To do: From the entries below, report only the number of lines that contain the word "error".

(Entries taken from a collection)
===============

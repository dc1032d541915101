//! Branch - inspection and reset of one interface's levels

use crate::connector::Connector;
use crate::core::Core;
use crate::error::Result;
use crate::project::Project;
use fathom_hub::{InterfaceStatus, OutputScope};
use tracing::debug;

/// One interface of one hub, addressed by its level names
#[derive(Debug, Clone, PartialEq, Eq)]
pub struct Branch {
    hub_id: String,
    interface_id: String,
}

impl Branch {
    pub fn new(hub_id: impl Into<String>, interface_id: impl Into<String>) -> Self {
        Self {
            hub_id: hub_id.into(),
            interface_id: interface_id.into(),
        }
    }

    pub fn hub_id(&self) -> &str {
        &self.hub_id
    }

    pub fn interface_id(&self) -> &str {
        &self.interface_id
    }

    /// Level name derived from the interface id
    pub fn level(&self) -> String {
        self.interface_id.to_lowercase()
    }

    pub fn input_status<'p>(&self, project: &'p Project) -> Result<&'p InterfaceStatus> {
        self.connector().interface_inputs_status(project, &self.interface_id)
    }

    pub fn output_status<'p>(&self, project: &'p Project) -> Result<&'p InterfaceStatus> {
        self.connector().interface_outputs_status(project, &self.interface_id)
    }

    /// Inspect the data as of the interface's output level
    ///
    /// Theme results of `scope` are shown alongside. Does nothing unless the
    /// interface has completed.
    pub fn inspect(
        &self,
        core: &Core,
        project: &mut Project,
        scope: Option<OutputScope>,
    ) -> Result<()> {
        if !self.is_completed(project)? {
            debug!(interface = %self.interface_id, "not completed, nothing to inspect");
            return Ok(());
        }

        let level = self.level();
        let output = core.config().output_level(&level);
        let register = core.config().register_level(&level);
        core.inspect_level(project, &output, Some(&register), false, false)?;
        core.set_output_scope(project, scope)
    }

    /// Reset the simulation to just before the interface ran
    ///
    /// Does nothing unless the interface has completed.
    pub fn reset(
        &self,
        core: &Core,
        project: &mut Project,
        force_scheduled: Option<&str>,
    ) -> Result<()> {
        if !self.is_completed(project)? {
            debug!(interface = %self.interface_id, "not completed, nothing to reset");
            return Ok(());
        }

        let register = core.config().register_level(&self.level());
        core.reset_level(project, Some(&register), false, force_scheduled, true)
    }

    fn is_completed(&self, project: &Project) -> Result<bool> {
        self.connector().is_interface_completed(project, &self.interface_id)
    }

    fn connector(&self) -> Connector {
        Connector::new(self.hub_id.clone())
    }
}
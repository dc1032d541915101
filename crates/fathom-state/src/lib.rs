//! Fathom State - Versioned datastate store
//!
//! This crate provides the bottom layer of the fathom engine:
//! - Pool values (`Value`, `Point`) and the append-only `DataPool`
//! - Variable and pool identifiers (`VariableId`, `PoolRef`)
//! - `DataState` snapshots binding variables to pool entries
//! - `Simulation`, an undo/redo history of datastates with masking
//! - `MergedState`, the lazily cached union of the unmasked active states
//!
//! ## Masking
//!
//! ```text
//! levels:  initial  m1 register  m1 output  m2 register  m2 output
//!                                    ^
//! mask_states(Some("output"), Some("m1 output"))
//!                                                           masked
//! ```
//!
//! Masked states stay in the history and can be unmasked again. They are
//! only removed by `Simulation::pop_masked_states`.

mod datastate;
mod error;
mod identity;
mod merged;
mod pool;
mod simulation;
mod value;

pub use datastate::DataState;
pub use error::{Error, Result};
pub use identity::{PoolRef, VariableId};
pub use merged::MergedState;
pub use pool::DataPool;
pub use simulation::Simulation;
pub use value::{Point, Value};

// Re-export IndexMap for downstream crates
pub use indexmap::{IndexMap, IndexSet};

===============

Answer section: 3